A third week into my R class (please be patient with me even if it seems obvious where went wrong!), and I am struggling with a homework problem with using the R ggplot2 library. Using the built in diamonds data frame, the problem is to make a scatter plot regression line for log (carat) and log (price), but plotting only for the Fair and Ideal cut diamonds.
This is what the plot is supposed to look like
A quick background, the 3 variables in question here are carat (num), cut (Fair, Good, Very Good, Premium, Ideal), and price (int).
I start with the following code:
set.seed(123)
d <- ggplot(diamonds[sample(nrow(diamonds),5000),] #this was provided to us in the homework
d + geom_point(aes(x = log(carat), y = log(price), colour = cut) +
labs(title = 'Regression line for Fair and Ideal Cut Diamonds') +
stat_smooth(aes(x = log(carat), y = log(price), colour = cut), method = "gam")

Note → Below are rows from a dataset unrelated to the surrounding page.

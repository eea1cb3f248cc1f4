//! `X86_ASM` backend (`spec.md §4.8`/§6): lowers a [`crate::ir::Module`] to
//! NASM-syntax x86-64 text instead of a relocatable object.
//!
//! The original's textual backend (`ESC/src/compiler/backend/x86/
//! x86_codegen.c`) is not present in the reference pack — only its header
//! (`x86_codegen.h`, a genuine per-temp register-or-stack-slot allocator
//! with a register free list) and a separate peephole optimizer
//! (`x86_codeopt.c`) survive the filtering. Lacking the implementation to
//! translate, this backend is grounded instead in `backend::eo::emit`'s
//! already-built instruction selection (same rax/rbx two-operand
//! convention, same stack-slot-per-value layout, spec.md §4.8's shared
//! per-opcode rules) and simply prints mnemonics as text rather than
//! encoding bytes — see `DESIGN.md` for the explicit deviation from the
//! original's fuller register allocator.

use std::collections::HashMap;
use std::fmt::Write as _;

use crate::ir::{Function, Module, Opcode, Value};

fn assign_slots(function: &Function) -> (HashMap<String, u16>, u16) {
    let mut slots = HashMap::new();
    let mut next = 0u16;
    let mut record = |name: &str, slots: &mut HashMap<String, u16>| {
        if !slots.contains_key(name) {
            slots.insert(name.to_string(), next);
            next += 1;
        }
    };
    for block in function.blocks.iter() {
        for inst in &block.instructions {
            if let Value::Named(n) = &inst.left {
                record(n, &mut slots);
            }
            if let Value::Named(n) = &inst.right {
                record(n, &mut slots);
            }
            for v in &inst.extra {
                if let Value::Named(n) = v {
                    record(n, &mut slots);
                }
            }
        }
    }
    (slots, next)
}

fn frame_bytes_for(slot_count: u32) -> u32 {
    let needed = (32 + slot_count * 8).max(48);
    (needed + 15) & !15
}

struct AsmEmitter<'a> {
    function: &'a Function,
    slots: HashMap<String, u16>,
    named_count: u16,
}

impl<'a> AsmEmitter<'a> {
    fn slot_of(&self, value: &Value) -> Option<u16> {
        match value {
            Value::Named(n) => self.slots.get(n).copied(),
            Value::Temp(t) => Some(self.named_count + *t as u16),
            Value::Arg(i) => Some(*i as u16),
            _ => None,
        }
    }

    fn operand_text(&self, _module: &Module, value: &Value) -> String {
        match value {
            Value::Immediate(n) => format!("{}", *n as i64),
            Value::Void => "0".to_string(),
            Value::StringConst(idx) => format!("str_const_{idx}"),
            Value::Function(name) => name.clone(),
            _ => {
                let slot = self.slot_of(value).unwrap_or(0);
                format!("[rbp-{}]", 32 + 8 * (slot as i32 + 1))
            }
        }
    }

    /// Load `value` into `reg`, materializing immediates/string addresses
    /// inline the way `eo::emit::load_value` does with raw bytes.
    fn emit_load(&self, out: &mut String, module: &Module, value: &Value, reg: &str) {
        match value {
            Value::Immediate(n) => {
                let _ = writeln!(out, "    mov {reg}, {}", *n as i64);
            }
            Value::Void => {
                let _ = writeln!(out, "    mov {reg}, 0");
            }
            Value::StringConst(idx) => {
                let _ = writeln!(out, "    lea {reg}, [rel str_const_{idx}]");
            }
            Value::Function(name) => {
                let _ = writeln!(out, "    lea {reg}, [rel {name}]");
            }
            _ => {
                let _ = writeln!(out, "    mov {reg}, {}", self.operand_text(module, value));
            }
        }
    }

    fn store_result(&self, out: &mut String, result: &Value, reg: &str) {
        if result.is_void() {
            return;
        }
        let slot = self.slot_of(result).unwrap_or(0);
        let _ = writeln!(out, "    mov [rbp-{}], {reg}", 32 + 8 * (slot as i32 + 1));
    }
}

const ARG_REGS: [&str; 4] = ["rcx", "rdx", "r8", "r9"];

fn binary_mnemonic(op: Opcode) -> Option<&'static str> {
    match op {
        Opcode::Add => Some("add"),
        Opcode::Sub => Some("sub"),
        Opcode::BitAnd | Opcode::And => Some("and"),
        Opcode::BitOr | Opcode::Or => Some("or"),
        Opcode::BitXor => Some("xor"),
        _ => None,
    }
}

fn set_mnemonic(op: Opcode) -> Option<&'static str> {
    match op {
        Opcode::Eq => Some("sete"),
        Opcode::Ne => Some("setne"),
        Opcode::Lt => Some("setl"),
        Opcode::Ge => Some("setge"),
        Opcode::Le => Some("setle"),
        Opcode::Gt => Some("setg"),
        _ => None,
    }
}

fn runtime_helper_for(op: Opcode) -> Option<&'static str> {
    match op {
        Opcode::StrCat => Some("es_strcat"),
        Opcode::IntToString => Some("es_int_to_string"),
        Opcode::DoubleToString => Some("es_double_to_string"),
        Opcode::ArrayLoad => Some("es_array_load"),
        Opcode::ArrayStore => Some("es_array_store"),
        Opcode::LoadPtr => Some("es_load_ptr"),
        Opcode::StorePtr => Some("es_store_ptr"),
        Opcode::Pow => Some("es_pow"),
        _ => None,
    }
}

/// Emit the whole module as one NASM-syntax text blob: a `section .rodata`
/// with every interned string, then one label per function.
pub fn emit_module(module: &Module) -> String {
    let mut out = String::new();
    let _ = writeln!(out, "default rel");
    let _ = writeln!(out, "section .rodata");
    for (i, s) in module.strings.iter().enumerate() {
        let _ = writeln!(out, "str_const_{i}: db {:?}, 0", s);
    }
    let _ = writeln!(out, "section .text");

    let mut order: Vec<usize> = (0..module.functions.len()).collect();
    if let Some(main_idx) = module.main_function {
        order.retain(|&i| i != main_idx);
        order.push(main_idx);
    }

    for idx in order {
        let function = &module.functions[idx];
        let (slots, named_count) = assign_slots(function);
        let slot_count = named_count as u32 + function.next_temp.max(0) as u32;
        let frame_bytes = frame_bytes_for(slot_count);

        let _ = writeln!(out, "global {}", function.name);
        let _ = writeln!(out, "{}:", function.name);
        let _ = writeln!(out, "    push rbp");
        let _ = writeln!(out, "    mov rbp, rsp");
        let _ = writeln!(out, "    sub rsp, {frame_bytes}");

        let emitter = AsmEmitter { function, slots, named_count };
        for (i, reg) in ARG_REGS.iter().enumerate() {
            if (i as i32) < function.param_count.max(0) {
                let _ = writeln!(out, "    mov [rbp-{}], {reg}", 32 + 8 * (i as i32 + 1));
            }
        }

        emit_function_body(&emitter, module, &mut out);
    }

    out
}

fn emit_function_body(emitter: &AsmEmitter<'_>, module: &Module, out: &mut String) {
    for handle in emitter.function.blocks.handles() {
        let _ = writeln!(out, ".L{}:", handle.index());
        let block = emitter.function.blocks.get(handle);
        for inst in &block.instructions {
            match inst.opcode {
                Opcode::Nop => {}
                Opcode::Load | Opcode::Copy => {
                    emitter.emit_load(out, module, &inst.left, "rax");
                    emitter.store_result(out, &inst.result, "rax");
                }
                Opcode::Store => {
                    emitter.emit_load(out, module, &inst.right, "rax");
                    emitter.store_result(out, &inst.left, "rax");
                }
                Opcode::Neg => {
                    emitter.emit_load(out, module, &inst.left, "rax");
                    let _ = writeln!(out, "    neg rax");
                    emitter.store_result(out, &inst.result, "rax");
                }
                Opcode::Not | Opcode::BitNot => {
                    emitter.emit_load(out, module, &inst.left, "rax");
                    if inst.opcode == Opcode::Not {
                        let _ = writeln!(out, "    cmp rax, 0");
                        let _ = writeln!(out, "    sete al");
                        let _ = writeln!(out, "    movzx rax, al");
                    } else {
                        let _ = writeln!(out, "    not rax");
                    }
                    emitter.store_result(out, &inst.result, "rax");
                }
                Opcode::Mul => {
                    emitter.emit_load(out, module, &inst.left, "rax");
                    let _ = writeln!(out, "    push rax");
                    emitter.emit_load(out, module, &inst.right, "rax");
                    let _ = writeln!(out, "    mov rbx, rax");
                    let _ = writeln!(out, "    pop rax");
                    let _ = writeln!(out, "    imul rax, rbx");
                    emitter.store_result(out, &inst.result, "rax");
                }
                Opcode::Div | Opcode::Mod => {
                    emitter.emit_load(out, module, &inst.left, "rax");
                    let _ = writeln!(out, "    push rax");
                    emitter.emit_load(out, module, &inst.right, "rax");
                    let _ = writeln!(out, "    mov rbx, rax");
                    let _ = writeln!(out, "    pop rax");
                    let _ = writeln!(out, "    cqo");
                    let _ = writeln!(out, "    idiv rbx");
                    let result_reg = if inst.opcode == Opcode::Div { "rax" } else { "rdx" };
                    emitter.store_result(out, &inst.result, result_reg);
                }
                Opcode::Shl | Opcode::Shr => {
                    emitter.emit_load(out, module, &inst.left, "rax");
                    let _ = writeln!(out, "    push rax");
                    emitter.emit_load(out, module, &inst.right, "rax");
                    let _ = writeln!(out, "    mov rcx, rax");
                    let _ = writeln!(out, "    pop rax");
                    let mnemonic = if inst.opcode == Opcode::Shl { "shl" } else { "shr" };
                    let _ = writeln!(out, "    {mnemonic} rax, cl");
                    emitter.store_result(out, &inst.result, "rax");
                }
                Opcode::Call => {
                    for (i, arg) in inst.extra.iter().take(4).enumerate() {
                        emitter.emit_load(out, module, arg, ARG_REGS[i]);
                    }
                    let name = match &inst.left {
                        Value::Function(n) => n.clone(),
                        _ => String::new(),
                    };
                    let _ = writeln!(out, "    call {name}");
                    emitter.store_result(out, &inst.result, "rax");
                }
                Opcode::Return => {
                    emitter.emit_load(out, module, &inst.left, "rax");
                    let _ = writeln!(out, "    mov rsp, rbp");
                    let _ = writeln!(out, "    pop rbp");
                    let _ = writeln!(out, "    ret");
                }
                Opcode::Jump => {
                    let _ = writeln!(out, "    jmp .L{}", inst.target.unwrap().index());
                }
                Opcode::Branch => {
                    emitter.emit_load(out, module, &inst.left, "rax");
                    let _ = writeln!(out, "    cmp rax, 0");
                    let _ = writeln!(out, "    je .L{}", inst.alt_target.unwrap().index());
                    let _ = writeln!(out, "    jmp .L{}", inst.target.unwrap().index());
                }
                op if set_mnemonic(op).is_some() => {
                    emitter.emit_load(out, module, &inst.left, "rax");
                    let _ = writeln!(out, "    push rax");
                    emitter.emit_load(out, module, &inst.right, "rax");
                    let _ = writeln!(out, "    mov rbx, rax");
                    let _ = writeln!(out, "    pop rax");
                    let _ = writeln!(out, "    cmp rax, rbx");
                    let _ = writeln!(out, "    {} al", set_mnemonic(op).unwrap());
                    let _ = writeln!(out, "    movzx rax, al");
                    emitter.store_result(out, &inst.result, "rax");
                }
                op if binary_mnemonic(op).is_some() => {
                    emitter.emit_load(out, module, &inst.left, "rax");
                    let _ = writeln!(out, "    push rax");
                    emitter.emit_load(out, module, &inst.right, "rax");
                    let _ = writeln!(out, "    mov rbx, rax");
                    let _ = writeln!(out, "    pop rax");
                    let _ = writeln!(out, "    {} rax, rbx", binary_mnemonic(op).unwrap());
                    emitter.store_result(out, &inst.result, "rax");
                }
                op if runtime_helper_for(op).is_some() => {
                    let mut args = vec![inst.left.clone(), inst.right.clone()];
                    args.extend(inst.extra.iter().cloned());
                    let args: Vec<_> = args.into_iter().filter(|v| !v.is_void()).collect();
                    for (i, arg) in args.iter().take(4).enumerate() {
                        emitter.emit_load(out, module, arg, ARG_REGS[i]);
                    }
                    let _ = writeln!(out, "    call {}", runtime_helper_for(op).unwrap());
                    emitter.store_result(out, &inst.result, "rax");
                }
                op => unreachable!("unhandled IR opcode in x86 text emission: {op:?}"),
            }
        }
    }
}

#[cfg(test)]
mod tests {
    use super::*;
    use crate::ir::IrBuilder;
    use crate::typeck::Type;

    #[test]
    fn emits_a_prologue_and_ret_for_a_trivial_function() {
        let mut b = IrBuilder::new();
        b.function_create("main", Type::Void);
        let entry = b.block_create();
        b.block_set_current(entry);
        let sum = b.add(b.imm(2.0), b.imm(3.0), 1);
        b.return_(sum, 1);

        let text = emit_module(&b.module);
        assert!(text.contains("global main"));
        assert!(text.contains("push rbp"));
        assert!(text.contains("    ret"));
        assert!(text.contains("add rax, rbx"));
    }

    #[test]
    fn string_concat_calls_runtime_helper() {
        let mut b = IrBuilder::new();
        let idx = b.function_create("main", Type::Void);
        b.module.main_function = Some(idx);
        let entry = b.block_create();
        b.block_set_current(entry);
        let s1 = b.string_const("a");
        let s2 = b.string_const("b");
        let _ = b.strcat(s1, s2, 1);
        b.return_(Value::Void, 1);

        let text = emit_module(&b.module);
        assert!(text.contains("call es_strcat"));
        assert!(text.contains("str_const_0"));
    }
}
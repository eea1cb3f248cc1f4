//! Expression lowering (`spec.md §4.5`).

use crate::ast::{BinOp, Expr, UnaryOp};
use crate::ir::{mangle_constructor, mangle_member, Value};
use crate::typeck::Type;

use super::consts::fold_binary;
use super::Lowerer;

impl<'a> Lowerer<'a> {
    pub(crate) fn lower_expr(&mut self, expr: &Expr) -> Value {
        match expr {
            Expr::Number(n, _) => Value::Immediate(*n),
            Expr::StringLit(s, _) => self.builder.string_const(s),
            Expr::Bool(b, _) => Value::Immediate(if *b { 1.0 } else { 0.0 }),
            Expr::Identifier(name, line) => self.builder.load(name.clone(), *line),
            Expr::This(line) => self.builder.load("this", *line),
            Expr::Binary { op, left, right, line } => self.lower_binary(*op, left, right, *line),
            Expr::Unary { op, operand, line } => self.lower_unary(*op, operand, *line),
            Expr::Ternary {
                cond,
                then_expr,
                else_expr,
                line,
            } => self.lower_ternary(cond, then_expr, else_expr, *line),
            Expr::Call { callee, args, line, .. } => {
                let arg_values: Vec<Value> = args.iter().map(|a| self.lower_expr(a)).collect();
                self.builder.call(callee.clone(), arg_values, *line)
            }
            Expr::StaticMethodCall {
                class_name,
                method,
                args,
                receiver,
                line,
            } => {
                let mut arg_values: Vec<Value> = Vec::new();
                if let Some(recv) = receiver {
                    arg_values.push(self.lower_expr(recv));
                }
                arg_values.extend(args.iter().map(|a| self.lower_expr(a)));
                if class_name == "Console" {
                    let builtin = if method == "WriteLine" {
                        "es_console_write_line"
                    } else {
                        "es_console_write"
                    };
                    self.builder.call(builtin, arg_values, *line)
                } else {
                    self.builder
                        .call(mangle_member(class_name, method), arg_values, *line)
                }
            }
            Expr::MemberAccess {
                object,
                member,
                resolved,
                line,
            } => self.lower_member_access(object, member, resolved, *line),
            Expr::ArrayAccess { array, index, line } => {
                let arr = self.lower_expr(array);
                let idx = self.lower_expr(index);
                self.builder.array_load(arr, idx, *line)
            }
            Expr::ArrayLiteral { elements, line } => self.lower_array_literal(elements, *line),
            Expr::New { class_name, args, line } => self.lower_new(class_name, args, *line),
            Expr::Lambda { .. } | Expr::Linq { .. } => {
                // Deferred feature (`spec.md §1` non-goal); the checker
                // already recorded a diagnostic, lowering just needs a
                // placeholder that won't panic the rest of the pipeline.
                Value::Void
            }
        }
    }

    fn lower_binary(&mut self, op: BinOp, left: &Expr, right: &Expr, line: u32) -> Value {
        let l_ty = self.infer_ty(left);
        let r_ty = self.infer_ty(right);
        if matches!(op, BinOp::Add) && (l_ty == Type::String || r_ty == Type::String) {
            return self.lower_string_concat(left, right, &l_ty, &r_ty, line);
        }
        let l_val = self.lower_expr(left);
        let r_val = self.lower_expr(right);
        if let (Some(l), Some(r)) = (l_val.as_immediate(), r_val.as_immediate()) {
            if let Some(folded) = fold_binary(op, Some(l), Some(r)) {
                return Value::Immediate(folded);
            }
        }
        self.emit_binary(op, l_val, r_val, line)
    }

    fn emit_binary(&mut self, op: BinOp, l: Value, r: Value, line: u32) -> Value {
        match op {
            BinOp::Add => self.builder.add(l, r, line),
            BinOp::Sub => self.builder.sub(l, r, line),
            BinOp::Mul => self.builder.mul(l, r, line),
            BinOp::Div => self.builder.div(l, r, line),
            BinOp::Mod => self.builder.modulo(l, r, line),
            BinOp::Pow => self.builder.pow(l, r, line),
            BinOp::Lt => self.builder.lt(l, r, line),
            BinOp::Gt => self.builder.gt(l, r, line),
            BinOp::Le => self.builder.le(l, r, line),
            BinOp::Ge => self.builder.ge(l, r, line),
            BinOp::Eq => self.builder.eq(l, r, line),
            BinOp::Ne => self.builder.ne(l, r, line),
            BinOp::And => self.builder.and(l, r, line),
            BinOp::Or => self.builder.or(l, r, line),
            BinOp::BitAnd => self.builder.bit_and(l, r, line),
            BinOp::BitOr => self.builder.bit_or(l, r, line),
            BinOp::BitXor => self.builder.bit_xor(l, r, line),
            BinOp::Shl => self.builder.shl(l, r, line),
            BinOp::Shr => self.builder.shr(l, r, line),
        }
    }

    /// String concatenation (`spec.md §4.5`): a non-string operand is
    /// converted via `IntToString`/`DoubleToString` based on its inferred
    /// type before the `StrCat`.
    fn lower_string_concat(&mut self, left: &Expr, right: &Expr, l_ty: &Type, r_ty: &Type, line: u32) -> Value {
        let l_val = self.lower_expr(left);
        let l_str = if *l_ty == Type::String {
            l_val
        } else if l_ty.is_integer() {
            self.builder.int_to_string(l_val, line)
        } else {
            self.builder.double_to_string(l_val, line)
        };
        let r_val = self.lower_expr(right);
        let r_str = if *r_ty == Type::String {
            r_val
        } else if r_ty.is_integer() {
            self.builder.int_to_string(r_val, line)
        } else {
            self.builder.double_to_string(r_val, line)
        };
        self.builder.strcat(l_str, r_str, line)
    }

    fn lower_unary(&mut self, op: UnaryOp, operand: &Expr, line: u32) -> Value {
        let v = self.lower_expr(operand);
        if let Some(n) = v.as_immediate() {
            let folded = match op {
                UnaryOp::Neg => Some(-n),
                UnaryOp::Not => Some(if n == 0.0 { 1.0 } else { 0.0 }),
                UnaryOp::BitNot => Some(!(n as i64) as f64),
            };
            if let Some(folded) = folded {
                return Value::Immediate(folded);
            }
        }
        match op {
            UnaryOp::Neg => self.builder.neg(v, line),
            UnaryOp::Not => self.builder.not(v, line),
            UnaryOp::BitNot => self.builder.bit_not(v, line),
        }
    }

    /// Ternary lowering via a synthetic `result_N` local (`spec.md §4.5`):
    /// each arm stores into the slot on its own block, and control rejoins
    /// on a merge block that loads it back out.
    fn lower_ternary(&mut self, cond: &Expr, then_expr: &Expr, else_expr: &Expr, line: u32) -> Value {
        let cond_val = self.lower_expr(cond);
        let slot = format!("result_{}", self.next_ternary_slot());
        let then_block = self.builder.block_create();
        let else_block = self.builder.block_create();
        let merge_block = self.builder.block_create();
        self.builder.branch(cond_val, then_block, else_block, line);

        self.builder.block_set_current(then_block);
        let then_val = self.lower_expr(then_expr);
        self.builder.store(slot.clone(), then_val, line);
        self.builder.jump(merge_block, line);

        self.builder.block_set_current(else_block);
        let else_val = self.lower_expr(else_expr);
        self.builder.store(slot.clone(), else_val, line);
        self.builder.jump(merge_block, line);

        self.builder.block_set_current(merge_block);
        self.builder.load(slot, line)
    }

    fn lower_array_literal(&mut self, elements: &[Expr], line: u32) -> Value {
        let size = self.builder.imm((elements.len() * 8) as f64);
        let ptr = self.builder.call("es_malloc", vec![size], line);
        for (i, elem) in elements.iter().enumerate() {
            let value = self.lower_expr(elem);
            let idx = self.builder.imm(i as f64);
            self.builder.array_store(ptr.clone(), idx, value, line);
        }
        ptr
    }

    /// `new Class(args)` lowers to `es_malloc` sized from the class layout
    /// plus a call into the mangled constructor (`spec.md §4.5`).
    fn lower_new(&mut self, class_name: &str, args: &[Expr], line: u32) -> Value {
        let size = self
            .builder
            .module
            .layouts
            .get(class_name)
            .map(|l| l.total_size as f64)
            .unwrap_or(64.0);
        let size_val = self.builder.imm(size);
        let ptr = self.builder.call("es_malloc", vec![size_val], line);
        let mut ctor_args = vec![ptr.clone()];
        for a in args {
            ctor_args.push(self.lower_expr(a));
        }
        self.builder.call(mangle_constructor(class_name), ctor_args, line);
        ptr
    }

    fn lower_member_access(
        &mut self,
        object: &Expr,
        member: &str,
        resolved: &crate::ast::Resolved,
        line: u32,
    ) -> Value {
        if let Expr::Identifier(name, _) = object {
            if self.checked.classes.contains_key(name) && name != "Console" {
                return self.builder.load(mangle_member(name, member), line);
            }
        }
        let class_name = resolved
            .resolved_class_name
            .borrow()
            .clone()
            .or_else(|| self.class_name_of(object));
        let ptr = self.lower_expr(object);
        let offset = class_name
            .as_deref()
            .and_then(|c| self.builder.module.layouts.get(c))
            .and_then(|l| l.offset_of(member))
            .unwrap_or(0);
        let offset_val = self.builder.imm(offset as f64);
        self.builder.load_ptr(ptr, offset_val, line)
    }

    pub(crate) fn class_name_of(&self, object: &Expr) -> Option<String> {
        match self.infer_ty(object) {
            Type::Class { name, .. } => Some(name),
            Type::Pointer(inner) => match *inner {
                Type::Class { name, .. } => Some(name),
                _ => None,
            },
            _ => None,
        }
    }

    /// A deliberately partial re-inference used only to classify
    /// expressions during lowering (string-concat vs arithmetic,
    /// member-access receiver class); the real, complete inference already
    /// ran in [`crate::typeck`].
    pub(crate) fn infer_ty(&self, expr: &Expr) -> Type {
        match expr {
            Expr::Number(..) => Type::Float64,
            Expr::StringLit(..) => Type::String,
            Expr::Bool(..) => Type::Bool,
            Expr::Identifier(name, _) => self.var_types.get(name).cloned().unwrap_or(Type::Unknown),
            Expr::This(_) => self.var_types.get("this").cloned().unwrap_or(Type::Unknown),
            Expr::Binary { op, left, .. } => match op {
                BinOp::Lt | BinOp::Gt | BinOp::Le | BinOp::Ge | BinOp::Eq | BinOp::Ne | BinOp::And | BinOp::Or => {
                    Type::Bool
                }
                BinOp::Add => {
                    let l = self.infer_ty(left);
                    if l == Type::String {
                        Type::String
                    } else {
                        l
                    }
                }
                _ => self.infer_ty(left),
            },
            Expr::Unary { operand, .. } => self.infer_ty(operand),
            Expr::Ternary { then_expr, .. } => self.infer_ty(then_expr),
            Expr::Call { callee, .. } => self
                .checked
                .functions
                .get(callee)
                .map(|s| s.return_type.clone())
                .unwrap_or(Type::Unknown),
            Expr::StaticMethodCall { class_name, method, .. } => {
                if class_name == "Console" {
                    return Type::Void;
                }
                self.checked
                    .classes
                    .get(class_name)
                    .and_then(|c| c.find_member(method))
                    .map(|m| match &m.ty {
                        Type::Function { return_type, .. } => (**return_type).clone(),
                        other => other.clone(),
                    })
                    .unwrap_or(Type::Unknown)
            }
            Expr::MemberAccess { object, member, .. } => self
                .class_name_of(object)
                .and_then(|c| self.checked.classes.get(&c).cloned())
                .and_then(|info| info.find_member(member).map(|m| m.ty.clone()))
                .unwrap_or(Type::Unknown),
            Expr::ArrayAccess { array, .. } => match self.infer_ty(array) {
                Type::Array(elem, _) => *elem,
                Type::Pointer(elem) => *elem,
                _ => Type::Unknown,
            },
            Expr::ArrayLiteral { .. } => Type::Unknown,
            Expr::New { class_name, .. } => self
                .checked
                .classes
                .get(class_name)
                .map(|info| Type::Pointer(Box::new(Type::Class {
                    name: class_name.clone(),
                    info: info.clone(),
                })))
                .unwrap_or(Type::Unknown),
            Expr::Lambda { .. } | Expr::Linq { .. } => Type::Unknown,
        }
    }
}
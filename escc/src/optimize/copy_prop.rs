//! Copy propagation (`spec.md §4.6`): when a `Load` reads a name that was
//! `Store`d earlier in the same block, later operands referencing the
//! load's result temp are replaced with the stored value directly.
//!
//! The `Load` instruction itself is never rewritten or removed here — a
//! temp it produces may still be read from a later block (`foreach` and
//! `switch` lowering both carry a temp computed before their block split
//! into the blocks that use it), and per-block tracking has no way to know
//! that from here. Whether the `Load` is still needed after substitution is
//! exactly what whole-function dead-code elimination answers safely.

use std::collections::HashMap;

use crate::ir::{Function, Opcode, Value};

use super::OptPass;

#[derive(Debug, Default)]
pub struct CopyPropagation {
    stored: HashMap<String, Value>,
    substitutions: HashMap<i32, Value>,
}

impl CopyPropagation {
    pub fn new() -> Self {
        Self::default()
    }

    fn resolve(&self, v: &Value) -> Value {
        if let Value::Temp(n) = v {
            if let Some(sub) = self.substitutions.get(n) {
                return sub.clone();
            }
        }
        v.clone()
    }
}

impl OptPass for CopyPropagation {
    fn name(&self) -> &str {
        "copy_propagation"
    }

    fn run(&mut self, function: &mut Function) -> bool {
        let mut changed = false;
        for block in function.blocks.iter_mut() {
            self.stored.clear();
            self.substitutions.clear();

            for inst in block.instructions.iter_mut() {
                let resolved_left = self.resolve(&inst.left);
                if resolved_left != inst.left {
                    inst.left = resolved_left;
                    changed = true;
                }
                let resolved_right = self.resolve(&inst.right);
                if resolved_right != inst.right {
                    inst.right = resolved_right;
                    changed = true;
                }
                for extra in inst.extra.iter_mut() {
                    let resolved = self.resolve(extra);
                    if resolved != *extra {
                        *extra = resolved;
                        changed = true;
                    }
                }

                match inst.opcode {
                    Opcode::Store => {
                        if let Value::Named(name) = &inst.left {
                            self.stored.insert(name.clone(), inst.right.clone());
                        }
                    }
                    Opcode::Load => {
                        if let Value::Named(name) = &inst.left {
                            if let Some(value) = self.stored.get(name).cloned() {
                                if let Value::Temp(n) = inst.result {
                                    self.substitutions.insert(n, value);
                                }
                            }
                        }
                    }
                    _ => {}
                }
            }
        }
        changed
    }
}

#[cfg(test)]
mod tests {
    use super::*;
    use crate::ir::IrBuilder;
    use crate::typeck::{IntKind, Type};

    #[test]
    fn store_then_load_forwards_the_stored_value() {
        let mut b = IrBuilder::new();
        b.function_create("f", Type::Int(IntKind::Int32));
        let entry = b.block_create();
        b.block_set_current(entry);
        b.store("x", b.imm(7.0), 1);
        let loaded = b.load("x", 2);
        let plus_one = b.add(loaded, b.imm(1.0), 2);
        b.return_(plus_one, 2);
        let mut module = b.module;

        let mut pass = CopyPropagation::new();
        let f = &mut module.functions[0];
        assert!(pass.run(f));
        let block = f.blocks.get(entry);
        let ret = &block.instructions[block.instructions.len() - 1];
        assert_eq!(ret.left, Value::Immediate(7.0));

        // The `Load` itself is left alone: dead-code elimination decides.
        assert!(block.instructions.iter().any(|i| i.opcode == Opcode::Load));
    }
}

Now, I know this is incorrect, because "colour = cut" shows ALL the cuts, but I only want "Fair" and "Ideal". The professor hinted that we should try diamonds$cut%in%c(...), and so I tried it in many different ways. One of the latest (wrong) code is:
d + geom_point(aes(x = log(carat), y = log(price), colour = diamonds[diamonds$cut%in%c("Fair","Ideal")]), alpha = 0.5) +
labs(title = 'Regression line for Fair and Ideal Cut Diamonds') +
stat_smooth(aes(x = log(carat), y = log(price), colour = diamonds[diamonds$cut%in%c("Fair","Ideal")]), method = "gam")
I continue to get error messages regardless of where I tried to subset the diamonds$cut (e.g., Length of logical index vector for '[' must equal number of columns, Aesthetics must be either length 1 or the same as the data (5000):colour).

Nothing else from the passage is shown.